When I was younger, I had very few good friends. I never felt like I quite was "wanted" as a friend. Friends would make plans, and I would wonder if I would be invited. Everyone seemed to have a clique of their own, and I was the floater. It meant I was never part of the core group. Don't get me wrong, I had some very good friends, but I envied those groups that were complete within their members...impenetrable.
In an attempt to find my own clique I happened across a few fake friends... it was a high school desperation thing...I didn't want to be alone.
In an attempt to find my own clique I happened across a few fake friends... it was a high school desperation thing...I didn't want to be alone.
When I was in grade 9, I got chased into the 2nd foor bathroom by two girls who called me a friend the day prior. I never could understand how a) girls could be so cruel, and b) how quickly they turned. I remember being in that bathroom, standing on the toilet, shaking from head to toe...my chest heaving, my blood racing, the tears welling. "You're fucking dead" is what they said to me when I walked out of the gym that day. I had done nothing wrong... they were just mean girls. Over the next few days it resolved itself, although the three of us were never friends again. But the damage of that day stayed with me for a very long time. I learned that day that you couldn't trust anyone.
I haven't always been the best friend I can be either - absolutely not. There are lots of things I regret doing - short cuts that were obvious, gossip that came full circle, disloyalty, and occasionally a very disappointed friend. This was mostly in my 20's - and those days I am not proud of in many respects. I have seen friends walk away, and in hindsight, I can't say I blame them. It was difficult with me...I was insecure, nervous, scared to be somewhere I didn't want to be...scared to trust. I bailed a lot.
One day a friend said to me, "You're a total bailer." I remember it felt like a slap in the face, but at the same time I knew she was right - I WAS a total bailer. Hey, the truth hurts. But then I set out to prove her wrong. Now I'm committed - if I say I'm going to be there, I'll be there. Unless I'm ill - and I don't lie about it.
Social anxiety plagued me for years, and to a certain degree it still does. There are some people and some situations that still rattle me - not my close friends - but more the acquaintances I've met along the way. This city is tough and everyone's trying to be "perfect", why I don't know. It's total bullshit, but it's how this city runs. I hate small talk and it's those "so what have you been up to?" situations that rev my anxiety. And I don't know about you but there are days I am just not "on" and on those days it's hard for me to snap out of it.
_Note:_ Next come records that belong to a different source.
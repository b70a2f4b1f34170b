//! Tick data representation and timestamp decoding.

use chrono::{NaiveDate, NaiveDateTime, Timelike};
use serde::{Deserialize, Serialize};
use thiserror::Error;

/// Timestamp rendering used in re-serialized tick lines.
///
/// Always microsecond width, regardless of the precision the source carried.
pub const TIMESTAMP_FORMAT: &str = "%Y-%m-%d %H:%M:%S%.6f";

/// Pattern of the whole-second timestamp encoding.
pub const WHOLE_SECOND_FORMAT: &str = "%Y-%m-%d %H:%M:%S";

/// Field separator of re-serialized tick lines.
pub const LINE_SEPARATOR: char = ';';

/// Padding characters trailing every fractional timestamp in the source bundles.
const FRACTION_PADDING: usize = 3;

/// Maximum fraction digits left once the padding is stripped.
const MAX_FRACTION_DIGITS: usize = 6;

/// Errors that can occur while decoding a bundle timestamp.
#[derive(Error, Debug, Clone, PartialEq, Eq)]
pub enum TimestampError {
    /// The fractional part is empty, too long, or not made of digits.
    #[error("Invalid fractional seconds in timestamp {0:?}")]
    InvalidFraction(String),

    /// The date/time part does not match `YYYY-MM-DD HH:MM:SS`.
    #[error("Timestamp {value:?} does not match {WHOLE_SECOND_FORMAT}: {source}")]
    Pattern {
        /// The offending raw value.
        value: String,
        /// The underlying chrono error.
        source: chrono::ParseError,
    },
}

/// Decodes a raw `RateDateTime` value.
///
/// Two encodings are accepted, told apart by the presence of a `.`:
///
/// - `YYYY-MM-DD HH:MM:SS.fff<pad>`: the last three characters are padding
///   and are dropped; the remaining 1 to 6 fraction digits are kept.
/// - `YYYY-MM-DD HH:MM:SS`: zero sub-second precision.
///
/// # Errors
///
/// Returns an error if the value matches neither encoding.
///
/// # Example
///
/// ```
/// use ratedata_types::parse_timestamp;
///
/// let ts = parse_timestamp("2015-03-02 23:59:59.999000001").unwrap();
/// assert_eq!(ts.to_string(), "2015-03-02 23:59:59.999");
/// ```
pub fn parse_timestamp(raw: &str) -> Result<NaiveDateTime, TimestampError> {
    let Some((whole, fraction)) = raw.split_once('.') else {
        return parse_whole_seconds(raw);
    };

    let digits = fraction
        .len()
        .checked_sub(FRACTION_PADDING)
        .and_then(|kept| fraction.get(..kept))
        .filter(|d| {
            (1..=MAX_FRACTION_DIGITS).contains(&d.len()) && d.bytes().all(|b| b.is_ascii_digit())
        })
        .ok_or_else(|| TimestampError::InvalidFraction(raw.to_string()))?;

    let scale = 10u32.pow((MAX_FRACTION_DIGITS - digits.len()) as u32);
    let micros = digits
        .parse::<u32>()
        .map_err(|_| TimestampError::InvalidFraction(raw.to_string()))?
        * scale;

    parse_whole_seconds(whole)?
        .with_nanosecond(micros * 1_000)
        .ok_or_else(|| TimestampError::InvalidFraction(raw.to_string()))
}

fn parse_whole_seconds(raw: &str) -> Result<NaiveDateTime, TimestampError> {
    NaiveDateTime::parse_from_str(raw, WHOLE_SECOND_FORMAT).map_err(|source| {
        TimestampError::Pattern {
            value: raw.to_string(),
            source,
        }
    })
}

/// A single bid/ask observation.
///
/// Prices keep the exact text of the source record; they are never parsed
/// as numbers.
#[derive(Debug, Clone, PartialEq, Eq, Serialize, Deserialize)]
pub struct Tick {
    timestamp: NaiveDateTime,
    bid: String,
    ask: String,
}

impl Tick {
    /// Creates a new tick.
    #[must_use]
    pub fn new(timestamp: NaiveDateTime, bid: impl Into<String>, ask: impl Into<String>) -> Self {
        Self {
            timestamp,
            bid: bid.into(),
            ask: ask.into(),
        }
    }

    /// Returns the tick timestamp, passed through without timezone conversion.
    #[must_use]
    pub const fn timestamp(&self) -> NaiveDateTime {
        self.timestamp
    }

    /// Returns the calendar date of the tick.
    #[must_use]
    pub const fn date(&self) -> NaiveDate {
        self.timestamp.date()
    }

    /// Returns the bid price as written in the source.
    #[must_use]
    pub fn bid(&self) -> &str {
        &self.bid
    }

    /// Returns the ask price as written in the source.
    #[must_use]
    pub fn ask(&self) -> &str {
        &self.ask
    }

    /// Re-serializes the tick as `timestamp;bid;ask`.
    #[must_use]
    pub fn to_line(&self) -> String {
        self.to_string()
    }
}

impl std::fmt::Display for Tick {
    fn fmt(&self, f: &mut std::fmt::Formatter<'_>) -> std::fmt::Result {
        write!(
            f,
            "{}{LINE_SEPARATOR}{}{LINE_SEPARATOR}{}",
            self.timestamp.format(TIMESTAMP_FORMAT),
            self.bid,
            self.ask
        )
    }
}

#[cfg(test)]
mod tests {
    use super::*;

    fn datetime(s: &str) -> NaiveDateTime {
        NaiveDateTime::parse_from_str(s, "%Y-%m-%d %H:%M:%S%.f").unwrap()
    }

    #[test]
    fn test_fractional_padding_stripped() {
        let ts = parse_timestamp("2015-03-02 23:59:59.999000001").unwrap();
        assert_eq!(ts, datetime("2015-03-02 23:59:59.999"));
        assert_eq!(ts.nanosecond(), 999_000_000);
    }

    #[test]
    fn test_whole_second_form() {
        let ts = parse_timestamp("2015-03-02 23:59:59").unwrap();
        assert_eq!(ts, datetime("2015-03-02 23:59:59.000"));
        assert_eq!(ts.nanosecond(), 0);
    }

    #[test]
    fn test_short_fraction_is_right_padded() {
        // ".5" plus three padding characters
        let ts = parse_timestamp("2015-03-02 10:00:00.5000").unwrap();
        assert_eq!(ts.nanosecond(), 500_000_000);
    }

    #[test]
    fn test_fraction_without_digits_rejected() {
        assert!(matches!(
            parse_timestamp("2015-03-02 10:00:00.123"),
            Err(TimestampError::InvalidFraction(_))
        ));
        assert!(matches!(
            parse_timestamp("2015-03-02 10:00:00."),
            Err(TimestampError::InvalidFraction(_))
        ));
    }

    #[test]
    fn test_fraction_too_long_rejected() {
        assert!(parse_timestamp("2015-03-02 10:00:00.1234567000").is_err());
    }

    #[test]
    fn test_garbage_rejected() {
        assert!(matches!(
            parse_timestamp("not a timestamp"),
            Err(TimestampError::Pattern { .. })
        ));
        assert!(parse_timestamp("2015/03/02 10:00:00").is_err());
        assert!(parse_timestamp("2015-03-02 10:00:00.12x000").is_err());
    }

    #[test]
    fn test_line_rendering_is_microsecond_width() {
        let tick = Tick::new(datetime("2015-03-02 23:59:59"), "1.12345", "1.12360");
        assert_eq!(tick.to_line(), "2015-03-02 23:59:59.000000;1.12345;1.12360");

        let tick = Tick::new(datetime("2015-03-02 08:01:02.25"), "120.1", "120.130");
        assert_eq!(tick.to_line(), "2015-03-02 08:01:02.250000;120.1;120.130");
    }

    #[test]
    fn test_prices_are_kept_verbatim() {
        let tick = Tick::new(datetime("2015-03-02 00:00:00"), "1.10000", " 1.1E0");
        assert_eq!(tick.bid(), "1.10000");
        assert_eq!(tick.ask(), " 1.1E0");
    }

    #[test]
    fn test_line_reparses_to_the_second() {
        let original = parse_timestamp("2015-03-02 13:45:07.123456000").unwrap();
        let line = Tick::new(original, "1", "2").to_line();
        let reparsed = parse_timestamp(&line[..19]).unwrap();

        assert_eq!(reparsed.date(), original.date());
        assert_eq!(reparsed.time().hour(), original.time().hour());
        assert_eq!(reparsed.time().minute(), original.time().minute());
        assert_eq!(reparsed.time().second(), original.time().second());
    }
}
It's taken me a long time to get to this point and I realize now that I have great friends. No one's going anywhere and I truly feel the friends I have now will be the friends I have for life. I feel like people get me now and that I've tapped into something special. I realize I don't HAVE to be a perfect friend anymore...I just have to be a friend. I especially relate to my friends who can admit their faults and issues in life. The ones who don't act like everything's always rosy - 'cause let's face it - everyone's got their own crap to deal with.
I'm happy now with this part of my life - and I've worked hard to get here. The ones that mattered, I didn't let get away...the ones who chose to walk away, would have done so eventually, even if I had tried to stop them.
Sure there's always room for improvement but I promise to be less hard on myself. Maybe that's the key right there - maybe I just need to be a better friend to my self, in order to be a better friend to others.